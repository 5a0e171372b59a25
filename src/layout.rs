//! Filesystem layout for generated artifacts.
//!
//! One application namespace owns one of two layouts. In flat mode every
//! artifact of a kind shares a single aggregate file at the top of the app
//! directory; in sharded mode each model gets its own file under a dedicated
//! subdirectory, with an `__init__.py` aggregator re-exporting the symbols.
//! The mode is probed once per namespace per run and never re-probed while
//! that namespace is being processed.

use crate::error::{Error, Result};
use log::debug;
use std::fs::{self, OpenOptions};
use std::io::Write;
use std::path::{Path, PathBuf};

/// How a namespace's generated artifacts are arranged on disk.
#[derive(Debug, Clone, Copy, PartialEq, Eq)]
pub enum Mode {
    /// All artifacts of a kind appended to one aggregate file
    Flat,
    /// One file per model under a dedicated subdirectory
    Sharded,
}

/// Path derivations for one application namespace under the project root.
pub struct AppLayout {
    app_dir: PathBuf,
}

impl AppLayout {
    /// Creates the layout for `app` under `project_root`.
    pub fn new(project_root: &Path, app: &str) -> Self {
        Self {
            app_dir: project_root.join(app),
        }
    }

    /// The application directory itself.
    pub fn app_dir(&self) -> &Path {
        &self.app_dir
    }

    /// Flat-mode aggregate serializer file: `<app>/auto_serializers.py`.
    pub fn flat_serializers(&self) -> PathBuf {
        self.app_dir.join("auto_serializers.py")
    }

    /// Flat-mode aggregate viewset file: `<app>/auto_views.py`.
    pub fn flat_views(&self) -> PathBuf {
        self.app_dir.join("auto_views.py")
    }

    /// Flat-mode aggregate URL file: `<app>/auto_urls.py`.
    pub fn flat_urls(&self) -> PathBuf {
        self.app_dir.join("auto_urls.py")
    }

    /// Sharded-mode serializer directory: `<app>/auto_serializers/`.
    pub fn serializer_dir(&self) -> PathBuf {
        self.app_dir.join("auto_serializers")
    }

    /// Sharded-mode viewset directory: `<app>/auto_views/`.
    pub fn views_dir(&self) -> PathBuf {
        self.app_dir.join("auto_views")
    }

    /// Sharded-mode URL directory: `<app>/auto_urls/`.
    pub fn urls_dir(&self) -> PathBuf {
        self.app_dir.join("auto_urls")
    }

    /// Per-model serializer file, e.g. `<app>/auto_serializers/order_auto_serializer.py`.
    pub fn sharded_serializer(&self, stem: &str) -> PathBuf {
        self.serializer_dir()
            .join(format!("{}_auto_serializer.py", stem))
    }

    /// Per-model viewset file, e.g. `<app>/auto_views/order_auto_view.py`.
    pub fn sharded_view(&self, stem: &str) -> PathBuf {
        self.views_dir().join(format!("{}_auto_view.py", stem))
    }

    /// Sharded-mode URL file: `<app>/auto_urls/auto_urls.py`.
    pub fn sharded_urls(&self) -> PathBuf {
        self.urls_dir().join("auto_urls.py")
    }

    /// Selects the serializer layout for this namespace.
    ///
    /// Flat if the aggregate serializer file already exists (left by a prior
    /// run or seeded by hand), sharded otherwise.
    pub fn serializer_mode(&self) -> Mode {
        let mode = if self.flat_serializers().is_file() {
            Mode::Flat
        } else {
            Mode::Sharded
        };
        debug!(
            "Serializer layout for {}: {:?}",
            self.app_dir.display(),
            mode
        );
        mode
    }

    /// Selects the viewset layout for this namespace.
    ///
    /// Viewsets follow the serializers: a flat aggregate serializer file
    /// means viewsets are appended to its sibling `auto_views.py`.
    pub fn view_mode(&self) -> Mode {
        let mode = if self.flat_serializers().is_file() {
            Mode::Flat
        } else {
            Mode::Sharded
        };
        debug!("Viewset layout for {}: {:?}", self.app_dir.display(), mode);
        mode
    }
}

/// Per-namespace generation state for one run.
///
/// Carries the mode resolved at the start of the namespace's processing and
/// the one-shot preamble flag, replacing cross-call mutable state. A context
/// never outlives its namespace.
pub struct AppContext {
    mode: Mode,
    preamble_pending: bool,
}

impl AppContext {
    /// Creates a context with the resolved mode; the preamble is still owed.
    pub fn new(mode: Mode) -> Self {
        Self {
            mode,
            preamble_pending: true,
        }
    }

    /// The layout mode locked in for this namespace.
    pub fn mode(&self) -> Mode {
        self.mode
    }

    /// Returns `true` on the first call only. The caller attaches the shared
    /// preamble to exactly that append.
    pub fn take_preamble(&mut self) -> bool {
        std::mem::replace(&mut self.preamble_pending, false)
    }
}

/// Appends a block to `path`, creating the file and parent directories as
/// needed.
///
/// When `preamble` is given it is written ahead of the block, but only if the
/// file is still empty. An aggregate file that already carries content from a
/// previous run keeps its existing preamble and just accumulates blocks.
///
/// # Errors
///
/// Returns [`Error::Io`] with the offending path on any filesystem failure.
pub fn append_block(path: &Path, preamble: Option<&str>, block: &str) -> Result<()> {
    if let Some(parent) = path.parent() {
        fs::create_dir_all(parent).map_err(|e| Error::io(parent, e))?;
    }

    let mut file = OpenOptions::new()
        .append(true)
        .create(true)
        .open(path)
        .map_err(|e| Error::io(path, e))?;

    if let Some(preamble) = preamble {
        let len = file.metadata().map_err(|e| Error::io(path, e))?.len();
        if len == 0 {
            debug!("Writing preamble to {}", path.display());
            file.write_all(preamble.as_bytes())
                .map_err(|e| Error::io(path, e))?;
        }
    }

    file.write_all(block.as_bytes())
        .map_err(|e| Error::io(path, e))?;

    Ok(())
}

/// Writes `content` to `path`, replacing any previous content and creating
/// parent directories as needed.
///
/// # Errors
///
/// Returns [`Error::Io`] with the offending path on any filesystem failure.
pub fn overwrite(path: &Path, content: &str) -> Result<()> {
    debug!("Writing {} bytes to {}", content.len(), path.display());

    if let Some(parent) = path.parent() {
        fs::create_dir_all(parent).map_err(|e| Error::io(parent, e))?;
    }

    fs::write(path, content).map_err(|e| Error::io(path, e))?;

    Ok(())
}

┄┄┄┄┄┄┄┄┄┄┄┄┄┄┄┄┄┄┄┄

Each line in the listing that contains "AppLayout" should be returned.

● TASK OUTPUT
pub struct AppLayout {
impl AppLayout {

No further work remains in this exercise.